[TASK STATEMENT] The response should contain only those lines of the entries below that include the string "EpisodeKey".

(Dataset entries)
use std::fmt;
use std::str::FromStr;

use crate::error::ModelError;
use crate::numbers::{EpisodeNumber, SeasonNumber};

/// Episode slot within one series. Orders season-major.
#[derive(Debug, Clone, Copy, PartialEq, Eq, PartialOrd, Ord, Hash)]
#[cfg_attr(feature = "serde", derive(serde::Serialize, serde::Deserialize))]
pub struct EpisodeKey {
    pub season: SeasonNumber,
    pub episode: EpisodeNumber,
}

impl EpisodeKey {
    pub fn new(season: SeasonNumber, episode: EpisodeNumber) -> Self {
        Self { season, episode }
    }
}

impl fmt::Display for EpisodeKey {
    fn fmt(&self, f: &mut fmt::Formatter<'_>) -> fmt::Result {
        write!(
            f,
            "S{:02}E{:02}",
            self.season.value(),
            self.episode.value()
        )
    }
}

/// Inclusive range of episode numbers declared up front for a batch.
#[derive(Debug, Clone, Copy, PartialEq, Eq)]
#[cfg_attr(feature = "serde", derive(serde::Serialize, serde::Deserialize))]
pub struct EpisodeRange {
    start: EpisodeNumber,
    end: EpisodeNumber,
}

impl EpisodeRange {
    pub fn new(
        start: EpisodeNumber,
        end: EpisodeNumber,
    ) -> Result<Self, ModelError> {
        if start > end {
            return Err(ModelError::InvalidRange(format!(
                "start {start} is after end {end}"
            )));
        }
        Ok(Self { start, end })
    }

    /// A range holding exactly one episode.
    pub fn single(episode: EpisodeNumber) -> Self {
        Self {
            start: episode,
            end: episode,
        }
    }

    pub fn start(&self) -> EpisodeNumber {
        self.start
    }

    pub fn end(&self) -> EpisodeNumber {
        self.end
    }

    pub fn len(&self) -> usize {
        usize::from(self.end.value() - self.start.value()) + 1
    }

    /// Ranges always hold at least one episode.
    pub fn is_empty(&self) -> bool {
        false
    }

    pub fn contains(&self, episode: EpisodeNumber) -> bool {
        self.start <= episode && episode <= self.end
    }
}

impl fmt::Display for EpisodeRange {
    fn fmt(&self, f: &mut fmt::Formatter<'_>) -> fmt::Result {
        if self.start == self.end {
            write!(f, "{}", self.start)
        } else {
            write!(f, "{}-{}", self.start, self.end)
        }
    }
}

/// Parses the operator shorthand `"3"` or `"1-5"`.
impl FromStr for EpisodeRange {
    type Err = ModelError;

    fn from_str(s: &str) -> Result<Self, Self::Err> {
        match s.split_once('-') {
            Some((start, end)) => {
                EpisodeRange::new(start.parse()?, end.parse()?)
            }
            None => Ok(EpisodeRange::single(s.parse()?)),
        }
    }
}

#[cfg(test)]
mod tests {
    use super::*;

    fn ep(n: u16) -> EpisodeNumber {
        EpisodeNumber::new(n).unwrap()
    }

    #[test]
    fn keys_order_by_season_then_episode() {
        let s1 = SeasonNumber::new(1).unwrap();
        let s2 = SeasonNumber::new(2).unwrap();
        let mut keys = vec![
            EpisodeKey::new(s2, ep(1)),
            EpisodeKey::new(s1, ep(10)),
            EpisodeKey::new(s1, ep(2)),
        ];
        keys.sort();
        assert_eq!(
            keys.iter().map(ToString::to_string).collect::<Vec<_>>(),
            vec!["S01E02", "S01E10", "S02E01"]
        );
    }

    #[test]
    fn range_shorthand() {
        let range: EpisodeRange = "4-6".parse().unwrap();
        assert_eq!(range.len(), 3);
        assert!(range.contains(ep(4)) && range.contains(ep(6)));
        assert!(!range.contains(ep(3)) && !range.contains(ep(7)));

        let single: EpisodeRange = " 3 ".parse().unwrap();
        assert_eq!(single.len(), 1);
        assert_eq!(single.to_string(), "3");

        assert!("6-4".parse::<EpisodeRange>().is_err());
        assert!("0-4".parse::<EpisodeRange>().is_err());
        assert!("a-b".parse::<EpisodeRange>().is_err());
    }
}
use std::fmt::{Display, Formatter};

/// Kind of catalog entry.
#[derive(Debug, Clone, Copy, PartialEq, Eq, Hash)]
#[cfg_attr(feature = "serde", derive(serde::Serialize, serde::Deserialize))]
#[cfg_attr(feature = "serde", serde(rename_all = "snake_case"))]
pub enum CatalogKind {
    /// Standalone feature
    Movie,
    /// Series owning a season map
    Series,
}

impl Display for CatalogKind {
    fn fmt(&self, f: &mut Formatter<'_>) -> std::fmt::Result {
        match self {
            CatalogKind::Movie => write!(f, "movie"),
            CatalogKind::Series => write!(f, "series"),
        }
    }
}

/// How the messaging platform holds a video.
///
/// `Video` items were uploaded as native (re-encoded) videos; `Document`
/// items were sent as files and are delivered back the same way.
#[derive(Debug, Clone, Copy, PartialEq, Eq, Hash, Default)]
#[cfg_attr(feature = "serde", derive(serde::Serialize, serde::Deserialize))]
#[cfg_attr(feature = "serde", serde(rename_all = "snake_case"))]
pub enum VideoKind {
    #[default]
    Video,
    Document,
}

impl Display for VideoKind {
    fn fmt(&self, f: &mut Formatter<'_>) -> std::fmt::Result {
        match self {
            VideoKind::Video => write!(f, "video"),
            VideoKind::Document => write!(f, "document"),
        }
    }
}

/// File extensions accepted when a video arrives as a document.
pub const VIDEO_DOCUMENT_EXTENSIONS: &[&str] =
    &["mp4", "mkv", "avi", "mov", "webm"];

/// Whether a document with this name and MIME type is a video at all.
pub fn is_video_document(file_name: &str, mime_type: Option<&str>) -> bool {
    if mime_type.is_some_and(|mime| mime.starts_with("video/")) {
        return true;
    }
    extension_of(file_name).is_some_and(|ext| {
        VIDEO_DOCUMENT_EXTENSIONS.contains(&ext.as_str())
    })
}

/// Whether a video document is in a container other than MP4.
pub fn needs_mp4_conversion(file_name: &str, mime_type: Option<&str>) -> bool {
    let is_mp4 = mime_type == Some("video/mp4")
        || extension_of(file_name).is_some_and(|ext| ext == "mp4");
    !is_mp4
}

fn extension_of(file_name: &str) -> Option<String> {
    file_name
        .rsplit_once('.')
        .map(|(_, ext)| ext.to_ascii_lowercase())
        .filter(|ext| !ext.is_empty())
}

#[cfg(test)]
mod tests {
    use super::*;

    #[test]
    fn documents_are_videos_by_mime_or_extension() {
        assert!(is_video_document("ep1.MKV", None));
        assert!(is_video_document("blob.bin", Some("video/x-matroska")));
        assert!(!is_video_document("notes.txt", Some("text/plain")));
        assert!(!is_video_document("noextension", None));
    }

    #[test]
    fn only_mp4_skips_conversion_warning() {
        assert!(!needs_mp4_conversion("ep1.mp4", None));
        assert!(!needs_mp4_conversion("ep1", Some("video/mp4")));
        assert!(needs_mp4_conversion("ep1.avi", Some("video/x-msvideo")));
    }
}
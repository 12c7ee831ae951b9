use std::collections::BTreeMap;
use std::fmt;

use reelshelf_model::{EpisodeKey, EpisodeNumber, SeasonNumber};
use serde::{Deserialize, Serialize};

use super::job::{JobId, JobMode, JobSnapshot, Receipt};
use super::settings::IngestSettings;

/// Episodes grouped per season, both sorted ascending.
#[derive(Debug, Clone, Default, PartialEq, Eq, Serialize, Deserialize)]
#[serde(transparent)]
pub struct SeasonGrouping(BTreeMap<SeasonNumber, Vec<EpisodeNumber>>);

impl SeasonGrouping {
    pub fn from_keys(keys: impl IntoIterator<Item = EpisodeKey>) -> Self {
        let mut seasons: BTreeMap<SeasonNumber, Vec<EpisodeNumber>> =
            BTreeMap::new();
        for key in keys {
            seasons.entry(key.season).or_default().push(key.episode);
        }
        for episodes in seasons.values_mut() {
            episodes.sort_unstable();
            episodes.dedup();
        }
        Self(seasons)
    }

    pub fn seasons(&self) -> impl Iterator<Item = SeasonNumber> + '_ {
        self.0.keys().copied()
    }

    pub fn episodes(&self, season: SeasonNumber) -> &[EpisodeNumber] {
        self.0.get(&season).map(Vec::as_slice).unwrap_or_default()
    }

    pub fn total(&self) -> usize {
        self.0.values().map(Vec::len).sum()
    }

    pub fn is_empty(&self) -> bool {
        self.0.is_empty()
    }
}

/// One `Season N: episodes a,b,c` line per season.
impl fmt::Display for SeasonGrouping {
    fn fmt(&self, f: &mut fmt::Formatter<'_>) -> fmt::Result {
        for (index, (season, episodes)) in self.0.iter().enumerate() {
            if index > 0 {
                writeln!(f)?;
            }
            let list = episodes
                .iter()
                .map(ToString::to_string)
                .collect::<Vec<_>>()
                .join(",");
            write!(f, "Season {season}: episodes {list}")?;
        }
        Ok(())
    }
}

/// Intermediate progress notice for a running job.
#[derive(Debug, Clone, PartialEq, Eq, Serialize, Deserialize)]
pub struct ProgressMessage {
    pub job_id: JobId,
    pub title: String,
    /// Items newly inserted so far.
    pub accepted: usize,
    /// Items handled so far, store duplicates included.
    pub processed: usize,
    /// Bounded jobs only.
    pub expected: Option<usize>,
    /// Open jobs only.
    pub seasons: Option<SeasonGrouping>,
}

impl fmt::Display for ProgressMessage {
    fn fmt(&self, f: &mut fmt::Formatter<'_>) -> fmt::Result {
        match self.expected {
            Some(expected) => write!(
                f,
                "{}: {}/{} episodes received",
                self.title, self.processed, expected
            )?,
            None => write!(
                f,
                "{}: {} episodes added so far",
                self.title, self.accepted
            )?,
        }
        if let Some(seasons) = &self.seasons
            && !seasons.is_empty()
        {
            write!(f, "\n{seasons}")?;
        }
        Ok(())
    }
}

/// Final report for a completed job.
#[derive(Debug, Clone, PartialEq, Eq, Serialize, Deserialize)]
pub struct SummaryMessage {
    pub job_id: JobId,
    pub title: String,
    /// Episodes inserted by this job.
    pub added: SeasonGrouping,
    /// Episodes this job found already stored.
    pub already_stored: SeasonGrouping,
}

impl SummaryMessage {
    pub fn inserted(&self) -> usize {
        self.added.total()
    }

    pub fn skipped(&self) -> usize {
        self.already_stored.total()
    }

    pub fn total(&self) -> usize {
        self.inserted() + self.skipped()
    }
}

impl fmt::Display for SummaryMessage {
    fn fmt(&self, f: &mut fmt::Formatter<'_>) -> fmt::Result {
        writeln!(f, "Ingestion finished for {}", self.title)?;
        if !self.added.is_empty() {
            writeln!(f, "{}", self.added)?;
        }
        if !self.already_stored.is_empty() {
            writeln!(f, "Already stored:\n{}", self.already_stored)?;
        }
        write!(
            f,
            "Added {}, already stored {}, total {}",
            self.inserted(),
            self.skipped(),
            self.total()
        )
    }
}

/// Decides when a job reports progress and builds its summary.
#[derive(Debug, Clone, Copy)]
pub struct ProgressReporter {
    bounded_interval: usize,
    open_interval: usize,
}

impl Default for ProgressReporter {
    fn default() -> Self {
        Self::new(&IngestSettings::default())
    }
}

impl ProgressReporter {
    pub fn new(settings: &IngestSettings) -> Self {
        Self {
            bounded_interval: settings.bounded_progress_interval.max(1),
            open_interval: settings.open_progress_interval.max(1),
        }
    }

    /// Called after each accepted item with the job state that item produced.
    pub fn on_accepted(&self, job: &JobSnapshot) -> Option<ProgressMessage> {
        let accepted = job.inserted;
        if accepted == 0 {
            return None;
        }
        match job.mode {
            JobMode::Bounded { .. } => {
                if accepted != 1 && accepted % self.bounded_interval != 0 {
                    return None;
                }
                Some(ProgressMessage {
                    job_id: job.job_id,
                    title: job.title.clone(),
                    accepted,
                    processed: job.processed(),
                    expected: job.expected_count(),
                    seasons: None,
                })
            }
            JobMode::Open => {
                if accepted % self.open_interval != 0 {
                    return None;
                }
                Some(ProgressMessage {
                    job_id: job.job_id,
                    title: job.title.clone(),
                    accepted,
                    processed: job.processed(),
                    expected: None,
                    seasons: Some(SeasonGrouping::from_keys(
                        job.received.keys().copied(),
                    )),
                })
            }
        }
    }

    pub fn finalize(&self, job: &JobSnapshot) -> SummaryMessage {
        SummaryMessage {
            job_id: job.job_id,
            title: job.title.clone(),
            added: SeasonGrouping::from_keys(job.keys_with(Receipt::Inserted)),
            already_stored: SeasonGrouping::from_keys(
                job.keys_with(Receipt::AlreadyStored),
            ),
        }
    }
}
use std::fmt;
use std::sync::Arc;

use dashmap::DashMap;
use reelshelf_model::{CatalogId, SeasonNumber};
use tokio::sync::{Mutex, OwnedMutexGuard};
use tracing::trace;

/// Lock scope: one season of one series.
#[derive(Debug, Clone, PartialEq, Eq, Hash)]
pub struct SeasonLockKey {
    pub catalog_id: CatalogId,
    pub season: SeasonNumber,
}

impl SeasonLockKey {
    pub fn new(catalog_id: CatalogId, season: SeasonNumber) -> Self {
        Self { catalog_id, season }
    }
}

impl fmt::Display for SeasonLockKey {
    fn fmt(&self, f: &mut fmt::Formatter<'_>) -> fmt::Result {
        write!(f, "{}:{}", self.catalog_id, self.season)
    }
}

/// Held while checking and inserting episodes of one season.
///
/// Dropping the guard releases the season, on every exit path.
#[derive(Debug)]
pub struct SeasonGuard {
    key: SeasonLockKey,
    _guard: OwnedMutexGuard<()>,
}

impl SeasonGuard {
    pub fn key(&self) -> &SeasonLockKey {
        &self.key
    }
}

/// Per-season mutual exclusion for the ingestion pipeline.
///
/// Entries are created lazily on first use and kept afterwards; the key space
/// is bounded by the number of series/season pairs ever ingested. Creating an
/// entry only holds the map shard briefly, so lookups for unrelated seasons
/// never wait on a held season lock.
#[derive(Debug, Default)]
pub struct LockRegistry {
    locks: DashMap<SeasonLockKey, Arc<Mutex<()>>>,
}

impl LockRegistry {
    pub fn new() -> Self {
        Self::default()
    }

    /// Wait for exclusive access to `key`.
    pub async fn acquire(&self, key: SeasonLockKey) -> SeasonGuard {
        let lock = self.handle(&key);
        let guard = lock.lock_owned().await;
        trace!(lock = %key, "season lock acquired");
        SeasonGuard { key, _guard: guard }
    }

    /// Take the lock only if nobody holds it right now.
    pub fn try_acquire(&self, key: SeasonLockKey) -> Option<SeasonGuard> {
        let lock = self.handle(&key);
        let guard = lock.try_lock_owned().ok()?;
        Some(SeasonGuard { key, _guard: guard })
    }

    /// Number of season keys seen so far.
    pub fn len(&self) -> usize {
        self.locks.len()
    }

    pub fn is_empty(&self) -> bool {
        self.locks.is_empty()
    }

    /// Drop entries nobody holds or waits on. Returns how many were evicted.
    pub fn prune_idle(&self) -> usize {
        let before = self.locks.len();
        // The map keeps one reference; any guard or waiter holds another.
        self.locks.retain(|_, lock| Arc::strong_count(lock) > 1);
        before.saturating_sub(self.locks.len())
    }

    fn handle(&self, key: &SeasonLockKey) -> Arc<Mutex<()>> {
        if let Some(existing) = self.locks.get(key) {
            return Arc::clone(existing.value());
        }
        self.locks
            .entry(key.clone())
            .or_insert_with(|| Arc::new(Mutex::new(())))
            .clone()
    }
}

[TASK SOLUTION]
pub struct EpisodeKey {
impl EpisodeKey {
impl fmt::Display for EpisodeKey {
            EpisodeKey::new(s2, ep(1)),
            EpisodeKey::new(s1, ep(10)),
            EpisodeKey::new(s1, ep(2)),
use reelshelf_model::{EpisodeKey, EpisodeNumber, SeasonNumber};
    pub fn from_keys(keys: impl IntoIterator<Item = EpisodeKey>) -> Self {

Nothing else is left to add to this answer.